De rechtbank heeft ter onderscheiding de verschillende onderdelen van het onder parketnummer 18/830113-19 feit 3 ten laste gelegde aangeduid met a en b.
Verdachte is hierdoor niet in zijn belangen geschaad.

Beoordeling van het bewijs

Standpunt van de officier van justitie
De officier van justitie heeft vrijspraak gevorderd van parketnummer 18/031098-19, feit 2 primair en van parketnummer 18/830113-19, feit 3b.
De officier van justitie heeft veroordeling gevorderd voor parketnummer 18/031098-19, feiten 1, 2 subsidiair en 3 primair, en voor parketnummer 18/830113-19, feiten 1, 2 in de opzet-variant, 3 onder a en 4 in de opzet-variant.

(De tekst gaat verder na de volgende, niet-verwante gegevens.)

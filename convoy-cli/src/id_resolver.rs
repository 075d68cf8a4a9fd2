//! ID resolver module
//!
//! Resolves task id prefixes to full UUIDs by searching a pipeline's tasks,
//! so users can type short prefixes instead of full ids.

use anyhow::{Context, Result, anyhow};
use convoy_core::PipelineId;
use convoy_orchestrator::Orchestrator;
use uuid::Uuid;

use crate::types::IdOrPrefix;

/// Resolve a task ID or prefix within a pipeline
///
/// # Errors
/// Returns an error if:
/// - No task matches the prefix in this pipeline
/// - Multiple tasks match the prefix (ambiguous)
/// - The ledger cannot be read
pub async fn resolve_task_id(
    orchestrator: &Orchestrator,
    pipeline_id: PipelineId,
    id_or_prefix: &IdOrPrefix,
) -> Result<Uuid> {
    if let Some(uuid) = id_or_prefix.as_uuid() {
        return Ok(uuid);
    }

    let ids = orchestrator
        .task_ids(pipeline_id)
        .await
        .context("Failed to fetch tasks for ID resolution")?;

    pick_unique(&ids, id_or_prefix, pipeline_id)
}

fn pick_unique(ids: &[Uuid], id_or_prefix: &IdOrPrefix, pipeline_id: PipelineId) -> Result<Uuid> {
    let matches: Vec<&Uuid> = ids.iter().filter(|id| id_or_prefix.matches(id)).collect();

    match matches.as_slice() {
        [] => Err(anyhow!(
            "No task found with ID starting with '{}' in pipeline {}",
            id_or_prefix,
            pipeline_id
        )),
        [id] => Ok(**id),
        _ => {
            let ids: Vec<String> = matches.iter().map(|id| id.to_string()).collect();
            Err(anyhow!(
                "Ambiguous prefix '{}' matches multiple tasks in pipeline {}: {}",
                id_or_prefix,
                pipeline_id,
                ids.join(", ")
            ))
        }
    }
}

#[cfg(test)]
mod tests {
    use super::*;

    fn ids() -> Vec<Uuid> {
        [
            "ab120000-0000-4000-8000-000000000000",
            "ab340000-0000-4000-8000-000000000000",
            "cd560000-0000-4000-8000-000000000000",
        ]
        .iter()
        .map(|s| Uuid::parse_str(s).unwrap())
        .collect()
    }

    #[test]
    fn test_unique_prefix() {
        let ids = ids();
        assert_eq!(pick_unique(&ids, &IdOrPrefix::parse("cd"), 1).unwrap(), ids[2]);
        assert_eq!(pick_unique(&ids, &IdOrPrefix::parse("ab3"), 1).unwrap(), ids[1]);
    }

    #[test]
    fn test_ambiguous_and_missing_prefix() {
        let ids = ids();
        let err = pick_unique(&ids, &IdOrPrefix::parse("ab"), 1).unwrap_err();
        assert!(err.to_string().contains("Ambiguous"));

        let err = pick_unique(&ids, &IdOrPrefix::parse("ff"), 1).unwrap_err();
        assert!(err.to_string().contains("No task found"));
    }
}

Standpunt van de verdediging
De raadsvrouw heeft gesteld dat verdachte moet worden vrijgesproken van hetgeen hem ten laste is gelegd onder parketnummer 18/031098-19, feiten 1, 2 en 3 primair en onder parketnummer 18/830113-19, feiten 3 en 4.
Oordeel van de rechtbank
vrijspraken
De rechtbank acht van parketnummer 18/031098-19 feiten 1 en 2 primair en van parketnummer 18/830113-19 feiten 3b en 4 niet wettig en overtuigend bewezen, zodat verdachte hiervan zal worden vrijgesproken. De rechtbank overweegt hiertoe het volgende.
18/031098-19
feit 1
Uit het proces-verbaal van bevindingen [1] blijkt dat drie personen uit een auto stapten, waarna de auto wegreed. Twee van hen liepen in de richting van de scooter en reden hierop weg. De ander liep van de scooter af, een steeg in. Mede gelet op de beschrijving van de drie personen die uit de auto stapten die de verbalisant en de getuige [2] hebben gegeven acht de rechtbank aannemelijk dat, zoals zijn raadsvrouw heeft aangevoerd, verdachte degene was die een andere steeg in holde dan die waar de scooter stond. De bewijsmiddelen sluiten dit scenario niet uit. De rechtbank acht dus niet wettig en overtuigend bewezen dat verdachte op de gestolen scooter heeft gereden, zodat hij van de tenlastegelegde heling zal worden vrijgesproken.
feit 2 primair
Vast staat dat de snorfiets is gestolen. Uit het dossier blijken geen feiten en omstandigheden waaruit volgt dat verdachte bij het wegnemen van de snorfiets betrokken is geweest. De rechtbank zal verdachte vrijspreken van het primair tenlastegelegde.
18/830113-19
feit 3b
Op basis van het dossier kan niet wettig en overtuigend worden bewezen dat het verdachte is geweest die een mes heeft getoond en bedreigingen heeft geuit in de richting van de winkelbedienden. De rechtbank zal verdachte vrijspreken van de tenlastegelegde bedreiging.
feit 4
Verdachte is door de politie aangetroffen terwijl hij achter op een gestolen fiets zat. Verdachte heeft verklaard dat hij de fiets had geleend van zijn buurjongen. Het dossier bevat geen aanknopingspunten voor de conclusie dat verdachte wist of had moeten vermoeden dat het ging om een gestolen fiets. Het enkele feit dat hij en de medeverdachte anders verklaren over de herkomst van de fiets, zoals de officier van justitie heeft aangevoerd, is onvoldoende voor het bewijs van deze wetenschap. Ander bewijs ontbreekt. De rechtbank zal verdachte vrijspreken van de tenlastegelegde heling.
bewezenverklaringen
18/031098-19
De rechtbank past de volgende bewijsmiddelen toe die de voor de bewezenverklaring redengevende feiten en omstandigheden bevatten zoals hieronder zakelijk weergegeven.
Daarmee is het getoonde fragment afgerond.